+++ SUPPLIED DATA

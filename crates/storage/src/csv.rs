//! CSV Session Log

use crate::{FrameSink, SinkError};
use chrono::{DateTime, Local, SecondsFormat};
use std::fs::{self, File};
use std::io::{BufWriter, Write};
use std::path::{Path, PathBuf};
use telemetry_protocol::{Channel, Frame};
use tracing::info;

/// Default log file location for a session started at `started`
pub fn session_log_path(dir: impl AsRef<Path>, started: DateTime<Local>) -> PathBuf {
    dir.as_ref()
        .join(format!("telemetry_{}.csv", started.format("%Y%m%d_%H%M%S")))
}

/// Writes one CSV row per frame: ISO timestamp, then the 17 channels
pub struct CsvSink {
    path: PathBuf,
    writer: BufWriter<File>,
    rows: u64,
}

impl CsvSink {
    /// Create (or truncate) the log file and write the header
    pub fn create(path: impl AsRef<Path>) -> Result<Self, SinkError> {
        let path = path.as_ref().to_path_buf();
        if let Some(parent) = path.parent().filter(|p| !p.as_os_str().is_empty()) {
            fs::create_dir_all(parent)?;
        }

        let mut writer = BufWriter::new(File::create(&path)?);
        writeln!(writer, "{}", Self::header())?;
        info!("Logging frames to {}", path.display());

        Ok(Self {
            path,
            writer,
            rows: 0,
        })
    }

    /// Header row
    pub fn header() -> String {
        std::iter::once("timestamp_iso")
            .chain(Channel::ALL.iter().map(|c| c.name()))
            .collect::<Vec<_>>()
            .join(",")
    }

    /// Format one data row (no line ending)
    pub fn format_row(frame: &Frame) -> String {
        let mut row = frame
            .received_at()
            .to_rfc3339_opts(SecondsFormat::Millis, false);
        for value in frame.values() {
            row.push(',');
            row.push_str(&value.to_string());
        }
        row
    }

    /// Log file path
    pub fn path(&self) -> &Path {
        &self.path
    }

    /// Rows written so far (header excluded)
    pub fn rows(&self) -> u64 {
        self.rows
    }
}

impl FrameSink for CsvSink {
    fn write(&mut self, frame: &Frame) -> Result<(), SinkError> {
        writeln!(self.writer, "{}", Self::format_row(frame))?;
        self.rows += 1;
        Ok(())
    }

    fn flush(&mut self) -> Result<(), SinkError> {
        self.writer.flush()?;
        Ok(())
    }

    fn describe(&self) -> String {
        format!("csv:{}", self.path.display())
    }
}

++++++

THE TASK: Go over the listing above and copy out each line that includes "PathBuf".

ANSWER SPACE:
use std::path::{Path, PathBuf};
pub fn session_log_path(dir: impl AsRef<Path>, started: DateTime<Local>) -> PathBuf {
    path: PathBuf,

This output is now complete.